Sunday, August 17, 2008

Interview: Part Duece (read the bottom one first, silly)

Continued… If you do make it to the room, you sit down with an interviewer and try to relax. In books and handouts about interviews, they often suggest that you have friends interview you or even tape yourself to see if you have any ticks or mannerisms that will compromise your composure. I can’t think of anything in the world that would put me more in my head than knowing that in an interview I do something distracting like tap my foot or blink. There is something to be said for just being yourself and hoping that it is enough considering that’s the person who will be a doctor, not Interview Version You (who is a tool anyway).

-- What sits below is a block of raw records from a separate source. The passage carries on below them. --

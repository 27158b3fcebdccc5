//! Function wrappers for the Linux syscalls used by etxtbsy.
//!
//! Everything here is safe to call between `fork` and `execve` in a multi-threaded process: no
//! function allocates or takes a lock.
#![no_std]

#[cfg(any(test, feature = "std"))]
extern crate std;

use core::{
    ffi::{c_char, c_int, c_uint, CStr},
    fmt::{self, Debug, Formatter},
    mem,
};
use derive_more::{BitOr, Display};
use libc::pid_t;

#[derive(Clone, Copy, Eq, PartialEq)]
pub struct Errno(c_int);

impl Errno {
    pub const ENOENT: Self = Self(libc::ENOENT);
    pub const EIO: Self = Self(libc::EIO);
    pub const ENOEXEC: Self = Self(libc::ENOEXEC);
    pub const EBADF: Self = Self(libc::EBADF);
    pub const ECHILD: Self = Self(libc::ECHILD);
    pub const EAGAIN: Self = Self(libc::EAGAIN);
    pub const EACCES: Self = Self(libc::EACCES);
    pub const ETXTBSY: Self = Self(libc::ETXTBSY);
    pub const ENOSPC: Self = Self(libc::ENOSPC);
    pub const EWOULDBLOCK: Self = Self(libc::EWOULDBLOCK);

    /// The errno truncated to an exit status. Every Linux errno fits.
    pub fn as_exit_code(self) -> ExitCode {
        ExitCode(self.0 as u8)
    }

    fn last() -> Self {
        Self(unsafe { *libc::__errno_location() })
    }

    fn result<T: IsMinusOne>(value: T) -> Result<T, Self> {
        if value.is_minus_one() {
            Err(Self::last())
        } else {
            Ok(value)
        }
    }
}

impl From<ExitCode> for Errno {
    fn from(code: ExitCode) -> Self {
        Self(code.0.into())
    }
}

impl fmt::Display for Errno {
    fn fmt(&self, f: &mut Formatter<'_>) -> fmt::Result {
        let mut buf: [c_char; 128] = [0; 128];
        let ret = unsafe { libc::strerror_r(self.0, buf.as_mut_ptr(), buf.len()) };
        if ret != 0 {
            return write!(f, "Unknown error {}", self.0);
        }
        let desc = unsafe { CStr::from_ptr(buf.as_ptr()) };
        match desc.to_str() {
            Ok(desc) => f.write_str(desc),
            Err(_) => write!(f, "Unknown error {}", self.0),
        }
    }
}

impl Debug for Errno {
    fn fmt(&self, f: &mut Formatter<'_>) -> fmt::Result {
        write!(f, "Errno({}, \"{self}\")", self.0)
    }
}

#[cfg(feature = "std")]
impl std::error::Error for Errno {}

trait IsMinusOne {
    fn is_minus_one(&self) -> bool;
}

impl IsMinusOne for c_int {
    fn is_minus_one(&self) -> bool {
        *self == -1
    }
}

impl IsMinusOne for isize {
    fn is_minus_one(&self) -> bool {
        *self == -1
    }
}

#[derive(Clone, Copy, Debug, Eq, PartialEq)]
pub struct Fd(c_int);

pub trait AsFd {
    fn fd(&self) -> Fd;
}

/// A file descriptor that is closed when dropped. Any error from `close` is ignored.
#[derive(Debug)]
pub struct OwnedFd(Fd);

impl OwnedFd {
    pub fn into_fd(self) -> Fd {
        let fd = self.0;
        mem::forget(self);
        fd
    }
}

impl AsFd for OwnedFd {
    fn fd(&self) -> Fd {
        self.0
    }
}

impl Drop for OwnedFd {
    fn drop(&mut self) {
        let _ = close(self.0);
    }
}

#[derive(BitOr, Clone, Copy, Debug, Default, Eq, PartialEq)]
pub struct OpenFlags(c_int);

impl OpenFlags {
    pub const RDONLY: Self = Self(libc::O_RDONLY);
    pub const WRONLY: Self = Self(libc::O_WRONLY);
    pub const CREAT: Self = Self(libc::O_CREAT);
    pub const TRUNC: Self = Self(libc::O_TRUNC);
    pub const CLOEXEC: Self = Self(libc::O_CLOEXEC);
}

#[derive(BitOr, Clone, Copy, Debug, Default, Eq, PartialEq)]
pub struct FileMode(c_uint);

impl FileMode {
    pub const RWXU: Self = Self(0o0700);
    pub const RUSR: Self = Self(0o0400);
    pub const WUSR: Self = Self(0o0200);
    pub const RWXG: Self = Self(0o0070);
    pub const RWXO: Self = Self(0o0007);

    pub const fn union(self, other: Self) -> Self {
        Self(self.0 | other.0)
    }

    pub fn as_u32(self) -> u32 {
        self.0
    }
}

pub fn open(path: &CStr, flags: OpenFlags, mode: FileMode) -> Result<OwnedFd, Errno> {
    let fd = Errno::result(unsafe { libc::open(path.as_ptr(), flags.0, mode.0) })?;
    Ok(OwnedFd(Fd(fd)))
}

pub fn read(fd: &impl AsFd, buf: &mut [u8]) -> Result<usize, Errno> {
    let buf_ptr = buf.as_mut_ptr() as *mut libc::c_void;
    let ret = Errno::result(unsafe { libc::read(fd.fd().0, buf_ptr, buf.len()) })?;
    Ok(ret as usize)
}

pub fn write(fd: &impl AsFd, buf: &[u8]) -> Result<usize, Errno> {
    let buf_ptr = buf.as_ptr() as *const libc::c_void;
    let ret = Errno::result(unsafe { libc::write(fd.fd().0, buf_ptr, buf.len()) })?;
    Ok(ret as usize)
}

pub fn close(fd: Fd) -> Result<(), Errno> {
    Errno::result(unsafe { libc::close(fd.0) }).map(drop)
}

#[derive(BitOr, Clone, Copy, Debug, Eq, PartialEq)]
pub struct FlockOperation(c_int);

impl FlockOperation {
    pub const SHARED: Self = Self(libc::LOCK_SH);
    pub const EXCLUSIVE: Self = Self(libc::LOCK_EX);
    pub const NONBLOCK: Self = Self(libc::LOCK_NB);
}

/// Apply or remove an advisory lock. The lock belongs to the open file description, so it is
/// dropped when the last descriptor referring to it is closed.
pub fn flock(fd: &impl AsFd, operation: FlockOperation) -> Result<(), Errno> {
    Errno::result(unsafe { libc::flock(fd.fd().0, operation.0) }).map(drop)
}

#[derive(Clone, Copy, Debug, Display, Eq, Hash, PartialEq)]
pub struct Pid(pid_t);

impl Pid {
    pub fn from_raw(pid: pid_t) -> Self {
        Self(pid)
    }
}

/// Returns `Some(child_pid)` in the parent and `None` in the child.
///
/// If the calling process is multi-threaded, the child may only call async-signal-safe functions
/// until it calls `execve` or `_exit`.
pub fn fork() -> Result<Option<Pid>, Errno> {
    let pid = Errno::result(unsafe { libc::fork() })?;
    Ok((pid != 0).then_some(Pid(pid)))
}

/// Replace the process image. `argv` and `envp` must be terminated with `None`. This only
/// returns on failure.
pub fn execve(path: &CStr, argv: &[Option<&u8>], envp: &[Option<&u8>]) -> Result<(), Errno> {
    let argv_ptr = argv.as_ptr() as *const *const c_char;
    let envp_ptr = envp.as_ptr() as *const *const c_char;
    Errno::result(unsafe { libc::execve(path.as_ptr(), argv_ptr, envp_ptr) }).map(drop)
}

pub fn _exit(status: ExitCode) -> ! {
    unsafe { libc::_exit(status.0.into()) }
}

#[derive(Clone, Copy, Debug, Display, Eq, PartialEq)]
pub struct ExitCode(u8);

impl ExitCode {
    pub const SUCCESS: Self = Self(0);

    pub const fn from_u8(code: u8) -> Self {
        Self(code)
    }

    pub fn as_u8(self) -> u8 {
        self.0
    }
}

#[derive(Clone, Copy, Debug, Display, Eq, PartialEq)]
pub struct Signal(c_int);

impl Signal {
    pub const KILL: Self = Self(libc::SIGKILL);
    pub const SEGV: Self = Self(libc::SIGSEGV);
}

#[derive(Clone, Copy, Debug, Eq, PartialEq)]
pub enum WaitStatus {
    Exited(ExitCode),
    Signaled(Signal),
}

impl WaitStatus {
    fn from_raw(status: c_int) -> Self {
        // Without WUNTRACED or WCONTINUED, waitpid only reports terminated children.
        if libc::WIFEXITED(status) {
            WaitStatus::Exited(ExitCode(libc::WEXITSTATUS(status) as u8))
        } else {
            WaitStatus::Signaled(Signal(libc::WTERMSIG(status)))
        }
    }
}

/// Block until the given child terminates.
pub fn waitpid(pid: Pid) -> Result<WaitStatus, Errno> {
    let mut status: c_int = 0;
    Errno::result(unsafe { libc::waitpid(pid.0, &mut status, 0) })?;
    Ok(WaitStatus::from_raw(status))
}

The actual structure of the interview ranges. I had faculty interviewers, deans, students, panels, old, young, researchers, clinicians, I think I was interviewed by a stapler at one school. And within those people, some don’t see any information about you, some see only your personal statements, and some see everything. Then they ask you questions based on what they can see. They are generally straight forward; if you put it down on an application, they will ask you about it. Still, some will ask weird questions no matter what. I was asked what was on my mp3 player and what did that say about me. I was asked, in reference to my personal statement highlighting how I was looking forward to the detective work in medicine, what I thought daily medicine was really like; essentially he was saying, “medicine is fucking boring”. I had several interviews stopped for phone calls, and not the patient-in-need calls, but the Timmy-calling-to-get-picked-up-from-soccer-practice calls. One interview was stopped for 5 minutes to talk about a hawk that had recently set up residency outside the interviewers window. All in all, you leave the interview well dressed, emotionally exhausted, and almost always thinking it went well but knowing that only one in two get the crown and a chance to thank their parents. I can only hope I am that lucky gal.